(Saved data entries)
⁂

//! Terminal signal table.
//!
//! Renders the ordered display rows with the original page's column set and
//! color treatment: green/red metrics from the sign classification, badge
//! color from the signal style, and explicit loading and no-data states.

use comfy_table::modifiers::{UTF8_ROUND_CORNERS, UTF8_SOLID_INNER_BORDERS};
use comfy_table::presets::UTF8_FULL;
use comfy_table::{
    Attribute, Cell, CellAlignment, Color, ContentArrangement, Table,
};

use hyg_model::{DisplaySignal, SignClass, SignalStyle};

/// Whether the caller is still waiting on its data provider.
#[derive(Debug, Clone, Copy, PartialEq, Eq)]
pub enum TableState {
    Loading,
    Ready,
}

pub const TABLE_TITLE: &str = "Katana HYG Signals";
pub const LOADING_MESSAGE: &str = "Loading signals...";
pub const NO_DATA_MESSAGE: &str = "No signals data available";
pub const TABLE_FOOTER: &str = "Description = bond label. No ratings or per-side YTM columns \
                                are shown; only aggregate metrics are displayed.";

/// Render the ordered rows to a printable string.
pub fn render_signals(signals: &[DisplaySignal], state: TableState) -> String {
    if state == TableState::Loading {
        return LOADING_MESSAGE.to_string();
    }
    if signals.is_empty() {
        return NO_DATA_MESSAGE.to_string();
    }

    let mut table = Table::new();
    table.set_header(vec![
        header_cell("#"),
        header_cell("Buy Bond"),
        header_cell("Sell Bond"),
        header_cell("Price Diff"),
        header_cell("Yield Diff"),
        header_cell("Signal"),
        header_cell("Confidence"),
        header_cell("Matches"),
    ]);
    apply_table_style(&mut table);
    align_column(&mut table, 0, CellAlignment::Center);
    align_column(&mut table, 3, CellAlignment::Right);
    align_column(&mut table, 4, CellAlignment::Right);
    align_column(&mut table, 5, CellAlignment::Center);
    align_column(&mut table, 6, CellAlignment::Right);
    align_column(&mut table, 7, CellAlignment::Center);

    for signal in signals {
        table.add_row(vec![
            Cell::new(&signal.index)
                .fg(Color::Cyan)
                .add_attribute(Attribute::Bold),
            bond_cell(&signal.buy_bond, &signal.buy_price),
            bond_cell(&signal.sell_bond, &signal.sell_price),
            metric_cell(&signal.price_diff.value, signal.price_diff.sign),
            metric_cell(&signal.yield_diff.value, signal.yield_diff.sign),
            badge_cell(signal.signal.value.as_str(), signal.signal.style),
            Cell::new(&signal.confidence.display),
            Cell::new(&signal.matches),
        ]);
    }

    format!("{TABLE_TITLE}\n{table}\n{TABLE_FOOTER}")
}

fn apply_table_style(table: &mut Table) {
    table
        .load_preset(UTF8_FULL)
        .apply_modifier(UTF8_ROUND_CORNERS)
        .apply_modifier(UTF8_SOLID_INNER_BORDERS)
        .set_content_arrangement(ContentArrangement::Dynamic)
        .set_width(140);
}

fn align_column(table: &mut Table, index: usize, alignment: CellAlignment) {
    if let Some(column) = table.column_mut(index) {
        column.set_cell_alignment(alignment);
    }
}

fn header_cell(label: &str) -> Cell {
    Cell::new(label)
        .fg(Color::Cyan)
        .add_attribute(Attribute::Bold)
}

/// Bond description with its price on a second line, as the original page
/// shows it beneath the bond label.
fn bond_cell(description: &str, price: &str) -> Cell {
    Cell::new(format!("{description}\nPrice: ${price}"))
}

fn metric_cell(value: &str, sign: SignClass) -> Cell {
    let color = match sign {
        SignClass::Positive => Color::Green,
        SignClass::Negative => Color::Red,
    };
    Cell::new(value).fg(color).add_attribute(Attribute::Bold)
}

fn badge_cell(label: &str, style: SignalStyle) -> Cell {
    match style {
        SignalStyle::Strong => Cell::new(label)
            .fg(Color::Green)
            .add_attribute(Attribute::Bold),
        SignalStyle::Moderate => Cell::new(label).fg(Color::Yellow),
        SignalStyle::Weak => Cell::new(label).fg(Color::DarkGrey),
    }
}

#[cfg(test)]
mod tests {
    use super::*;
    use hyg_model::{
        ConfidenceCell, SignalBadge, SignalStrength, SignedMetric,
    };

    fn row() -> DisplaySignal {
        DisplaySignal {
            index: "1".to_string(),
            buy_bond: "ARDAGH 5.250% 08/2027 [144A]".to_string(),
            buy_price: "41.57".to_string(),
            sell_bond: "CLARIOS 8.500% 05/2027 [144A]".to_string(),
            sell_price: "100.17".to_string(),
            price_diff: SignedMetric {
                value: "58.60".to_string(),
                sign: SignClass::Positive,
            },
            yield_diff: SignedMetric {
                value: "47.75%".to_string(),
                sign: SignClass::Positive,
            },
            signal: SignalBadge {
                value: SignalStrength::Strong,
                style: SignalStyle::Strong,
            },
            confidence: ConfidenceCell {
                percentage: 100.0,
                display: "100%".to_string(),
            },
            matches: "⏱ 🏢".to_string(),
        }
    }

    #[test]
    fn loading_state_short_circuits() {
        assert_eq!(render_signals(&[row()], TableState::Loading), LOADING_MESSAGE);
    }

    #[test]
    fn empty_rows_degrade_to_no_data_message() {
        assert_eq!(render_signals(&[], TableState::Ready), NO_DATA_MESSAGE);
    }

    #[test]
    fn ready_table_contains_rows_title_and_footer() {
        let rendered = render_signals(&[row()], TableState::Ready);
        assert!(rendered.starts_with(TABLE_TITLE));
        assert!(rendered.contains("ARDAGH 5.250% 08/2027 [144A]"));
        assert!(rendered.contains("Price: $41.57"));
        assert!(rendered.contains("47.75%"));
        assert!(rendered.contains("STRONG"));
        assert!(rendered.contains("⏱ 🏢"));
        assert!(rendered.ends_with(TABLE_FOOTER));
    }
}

⁂

TASK BRIEF:
From the entries above, restate word for word the lines from the line containing "the bond label." to the line containing "let color = match", both ends included, and nothing more.

TASK RESULT:
/// shows it beneath the bond label.
fn bond_cell(description: &str, price: &str) -> Cell {
    Cell::new(format!("{description}\nPrice: ${price}"))
}

fn metric_cell(value: &str, sign: SignClass) -> Cell {
    let color = match sign {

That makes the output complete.